This is a remarkably deep question. In principle we want the two to be symmetrical. Sound field around the microphone becomes the sound field created by the speaker. The trouble is that idea breaks down almost instantly, and it just becomes worse as we go on. Indeed the trivial intuition about stereophonic reproduction breaks down almost instantly for the same reasons.
Moreover microphones don't even all work in the same way, condenser capsules register air pressure, ribbons air velocity, and yet we assemble the response of both into the same result and feed the result to loudspeakers.
There is a chicken and egg (not far off a circle of confusion as well) with microphones and speakers. It is hard to deconvolve the level ambience captured (or faked up) in a recording from the manner in which a loudspeaker interacts with the listening room, and thus how a loudspeaker is designed, especially with respect to directivity. Loudspeakers used for mixing are in a way designed and set up for use in a way that is both informed by the expected final listening environment, but during tracking the loudspeakers (often the same loudspeakers, but not always) are being used to directly monitor the result of a microphone's output.

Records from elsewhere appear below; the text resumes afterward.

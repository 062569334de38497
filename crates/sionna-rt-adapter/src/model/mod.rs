//! Simulation tree model
//!
//! Settings objects own one schema each and report validation failures
//! through a [`Status`] marker instead of an error, so the host can show a
//! warning on the offending tree node.

pub mod antennas;
pub mod geometry;
pub mod group;
pub mod material;
pub mod settings;
pub mod simulation;

pub use antennas::{Antennas, Receiver, Station, Transmitter};
pub use geometry::{ActiveModel, Entity, EntityKind, GeometryRef, Geometries, MemoryModel, TriangleMesh};
pub use group::{Group, GroupElement};
pub use material::MaterialSettings;
pub use settings::{BackgroundScene, RenderSettings, Settings, SetupSettings, SolverSettings, TypedSettings};
pub use simulation::{GeometryOwner, Simulation, SimulationPayload};

use std::fmt;

use tracing::warn;

use crate::adapter::UpdateEffect;
use crate::error::{Result, ValidationError};
use crate::property::{PropertyEvent, PropertyGroup};

/// Warning marker attached to a tree node
#[derive(Debug, Clone, Default, PartialEq, Eq)]
pub struct Status {
    message: Option<String>,
}

impl Status {
    pub fn set(&mut self, message: impl Into<String>) {
        let message = message.into();
        warn!("Validation failed: {}", message);
        self.message = Some(message);
    }

    pub fn clear(&mut self) {
        self.message = None;
    }

    pub fn message(&self) -> Option<&str> {
        self.message.as_deref()
    }

    pub fn is_set(&self) -> bool {
        self.message.is_some()
    }

    /// Record `result` on the marker; true when it passed
    pub(crate) fn record(&mut self, result: std::result::Result<(), ValidationError>) -> bool {
        match result {
            Ok(()) => true,
            Err(err) => {
                self.set(err.0);
                false
            }
        }
    }
}

/// A node of the simulation tree that has a property panel
pub trait SettingsNode: fmt::Debug {
    fn description(&self) -> &str;

    /// The controls shown when this node is selected
    fn properties(&self) -> PropertyGroup;

    /// Apply an edit to the field addressed by a dotted path
    fn apply(&mut self, field: &str, event: &PropertyEvent) -> Result<UpdateEffect>;

    /// Validate and mark the node on failure
    fn validate(&mut self) -> bool;

    fn status(&self) -> &Status;

    fn clear_status(&mut self);
}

Close mic'ing means a totally different recorded artefact to say an orchestra recorded with a Decca tree, ORTF, crossed pair etc. Yet in the end we send the result to the same speakers in our listening rooms and expect all to sound good, if not realistic. Loudspeakers are designed to work across the range of recording techniques, and those techniques are designed to work well feeding our current designs of loudspeakers. Yet Siegfried Linkwitz spent a lifetime working on an improved speaker/room system that he felt created a better in-room result from those same recordings.
I think it is fair to say that speakers are indeed designed for microphones, but the relationship is, as they say, complicated.